Exercise inputs.

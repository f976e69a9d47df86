//! Protocol message types for the chat relay
//!
//! All message payloads that can be serialized/deserialized within frames.
//! Every shape carries an explicit `type` discriminant so a payload decodes
//! into exactly one variant; a structurally-valid payload with a foreign
//! discriminant is not a match.

use serde::{Deserialize, Serialize};

use crate::error::{ChatError, Result};

/// Maximum display name length in bytes
pub const MAX_NAME_LEN: usize = 20;

// =============================================================================
// Client -> Server
// =============================================================================

/// Messages a client sends to the relay
#[derive(Debug, Clone, PartialEq, Eq, Serialize, Deserialize)]
#[serde(tag = "type", rename_all = "snake_case")]
pub enum ClientMessage {
    /// Register or replace the sender's display name
    SetName {
        /// Requested display name
        name: String,
    },
    /// Broadcast a chat line to every other connected client
    Chat {
        /// Message text; empty text is ignored by the server
        text: String,
    },
}

// =============================================================================
// Server -> Client
// =============================================================================

/// Messages the relay sends to clients
#[derive(Debug, Clone, PartialEq, Eq, Serialize, Deserialize)]
#[serde(tag = "type", rename_all = "snake_case")]
pub enum ServerMessage {
    /// A chat line relayed from another client
    Chat {
        /// Sender display id: display name if set, else address id
        from: String,
        /// Message text
        message: String,
        /// Sender address id (remote ip:port), stable for the connection
        addr: String,
        /// Sender display name, if one was registered
        name: Option<String>,
        /// Unix epoch seconds at relay time
        timestamp: u64,
    },
    /// Outcome of a SetName request
    SetNameResult {
        /// Whether the name was accepted
        success: bool,
        /// Human-readable outcome description
        message: String,
        /// The name now in effect (set on success)
        new_name: Option<String>,
        /// The previously registered name, if there was one
        old_name: Option<String>,
    },
    /// A client joined the relay
    UserJoined {
        /// Display id of the joining client
        user: String,
        /// Address id of the joining client
        addr: String,
        /// Display name, if one was registered at join time
        name: Option<String>,
        /// Unix epoch seconds
        timestamp: u64,
    },
    /// A client left the relay
    UserLeft {
        /// Display id of the departing client
        user: String,
        /// Address id of the departing client
        addr: String,
        /// Display name, if one was registered
        name: Option<String>,
        /// Unix epoch seconds
        timestamp: u64,
    },
    /// Error notice for a recoverable client mistake
    Error {
        /// Machine-readable error code
        code: String,
        /// Human-readable error message
        message: String,
    },
}

impl ServerMessage {
    // Machine-readable error codes
    pub const INVALID_NAME: &'static str = "INVALID_NAME";

    /// Build a relayed chat line
    pub fn chat(
        from: impl Into<String>,
        message: impl Into<String>,
        addr: impl Into<String>,
        name: Option<String>,
        timestamp: u64,
    ) -> Self {
        ServerMessage::Chat {
            from: from.into(),
            message: message.into(),
            addr: addr.into(),
            name,
            timestamp,
        }
    }

    /// Build a successful SetName outcome
    pub fn name_accepted(new_name: impl Into<String>, old_name: Option<String>) -> Self {
        let new_name = new_name.into();
        ServerMessage::SetNameResult {
            success: true,
            message: format!("Name set to '{}'", new_name),
            new_name: Some(new_name),
            old_name,
        }
    }

    /// Build a failed SetName outcome
    pub fn name_rejected(reason: impl Into<String>) -> Self {
        ServerMessage::SetNameResult {
            success: false,
            message: reason.into(),
            new_name: None,
            old_name: None,
        }
    }

    /// Build a join notification
    pub fn user_joined(
        user: impl Into<String>,
        addr: impl Into<String>,
        name: Option<String>,
        timestamp: u64,
    ) -> Self {
        ServerMessage::UserJoined {
            user: user.into(),
            addr: addr.into(),
            name,
            timestamp,
        }
    }

    /// Build a leave notification
    pub fn user_left(
        user: impl Into<String>,
        addr: impl Into<String>,
        name: Option<String>,
        timestamp: u64,
    ) -> Self {
        ServerMessage::UserLeft {
            user: user.into(),
            addr: addr.into(),
            name,
            timestamp,
        }
    }

    /// Build an invalid-name error notice
    pub fn invalid_name(message: impl Into<String>) -> Self {
        ServerMessage::Error {
            code: Self::INVALID_NAME.to_string(),
            message: message.into(),
        }
    }
}

/// Check a requested display name against the naming rules
///
/// A valid name is non-empty, at most `MAX_NAME_LEN` bytes, and every byte
/// is an ASCII letter, digit, underscore, or has the high bit set (which
/// admits multi-byte UTF-8 names).
pub fn validate_name(name: &str) -> Result<()> {
    if name.is_empty() {
        return Err(ChatError::invalid_name("name must not be empty"));
    }
    if name.len() > MAX_NAME_LEN {
        return Err(ChatError::invalid_name(format!(
            "name must be at most {} bytes",
            MAX_NAME_LEN
        )));
    }
    for byte in name.bytes() {
        let allowed = byte.is_ascii_alphanumeric() || byte == b'_' || byte >= 0x80;
        if !allowed {
            return Err(ChatError::invalid_name(format!(
                "name contains invalid character '{}'",
                byte as char
            )));
        }
    }
    Ok(())
}

#[cfg(test)]
mod tests {
    use super::*;

    #[test]
    fn test_client_message_roundtrip() {
        let messages = [
            ClientMessage::SetName {
                name: "alice".to_string(),
            },
            ClientMessage::Chat {
                text: "Hello, World!".to_string(),
            },
        ];

        for msg in messages {
            let json = serde_json::to_vec(&msg).unwrap();
            let decoded: ClientMessage = serde_json::from_slice(&json).unwrap();
            assert_eq!(msg, decoded);
        }
    }

    #[test]
    fn test_server_message_roundtrip() {
        let messages = [
            ServerMessage::chat("alice", "hi", "127.0.0.1:9000", Some("alice".into()), 42),
            ServerMessage::name_accepted("bob", Some("robert".to_string())),
            ServerMessage::name_rejected("name must not be empty"),
            ServerMessage::user_joined("127.0.0.1:9001", "127.0.0.1:9001", None, 43),
            ServerMessage::user_left("carol", "127.0.0.1:9002", Some("carol".into()), 44),
            ServerMessage::invalid_name("name contains invalid character '!'"),
        ];

        for msg in messages {
            let json = serde_json::to_vec(&msg).unwrap();
            let decoded: ServerMessage = serde_json::from_slice(&json).unwrap();
            assert_eq!(msg, decoded);
        }
    }

    #[test]
    fn test_discriminant_field_layout() {
        let json = serde_json::to_value(ClientMessage::SetName {
            name: "alice".to_string(),
        })
        .unwrap();
        assert_eq!(json["type"], "set_name");
        assert_eq!(json["name"], "alice");

        let json = serde_json::to_value(ClientMessage::Chat {
            text: "hi".to_string(),
        })
        .unwrap();
        assert_eq!(json["type"], "chat");
    }

    #[test]
    fn test_foreign_discriminant_is_not_a_match() {
        // Structurally plausible JSON with a server-side discriminant must
        // not decode as a client message
        let json = serde_json::to_vec(&ServerMessage::invalid_name("nope")).unwrap();
        assert!(serde_json::from_slice::<ClientMessage>(&json).is_err());

        // And an unknown discriminant matches nothing
        let unknown = br#"{"type":"shutdown","text":"now"}"#;
        assert!(serde_json::from_slice::<ClientMessage>(unknown).is_err());
        assert!(serde_json::from_slice::<ServerMessage>(unknown).is_err());
    }

    #[test]
    fn test_missing_fields_do_not_decode() {
        let missing_text = br#"{"type":"chat"}"#;
        assert!(serde_json::from_slice::<ClientMessage>(missing_text).is_err());
    }

    #[test]
    fn test_validate_name_accepts_allowed_charset() {
        assert!(validate_name("alice").is_ok());
        assert!(validate_name("a").is_ok());
        assert!(validate_name("user_42").is_ok());
        assert!(validate_name("ABCDEFGHIJKLMNOPQRST").is_ok()); // exactly 20 bytes
        assert!(validate_name("żółć").is_ok()); // multi-byte UTF-8, high bit set
    }

    #[test]
    fn test_validate_name_rejects_bad_names() {
        assert!(validate_name("").is_err());
        assert!(validate_name("ABCDEFGHIJKLMNOPQRSTU").is_err()); // 21 bytes
        assert!(validate_name("bad!").is_err());
        assert!(validate_name("has space").is_err());
        assert!(validate_name("semi;colon").is_err());

        // Byte length is what counts: six 2-byte chars fit, eleven do not
        assert!(validate_name("ęęęęęę").is_ok());
        assert!(validate_name("ęęęęęęęęęęę").is_err());
    }

    #[test]
    fn test_invalid_name_reason_is_carried() {
        let err = validate_name("bad!").unwrap_err();
        assert!(matches!(err, ChatError::InvalidName(_)));
        assert!(err.message().contains("invalid character"));
    }
}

To do.
Give again, word for word, the lines of the listing, starting at its first line and ending with the line containing "pub const MAX_NAME_LEN: usize = 20;".

Exercise output.
repository f976e69a9d47df86
//! Protocol message types for the chat relay
//!
//! All message payloads that can be serialized/deserialized within frames.
//! Every shape carries an explicit `type` discriminant so a payload decodes
//! into exactly one variant; a structurally-valid payload with a foreign
//! discriminant is not a match.

use serde::{Deserialize, Serialize};

use crate::error::{ChatError, Result};

/// Maximum display name length in bytes
pub const MAX_NAME_LEN: usize = 20;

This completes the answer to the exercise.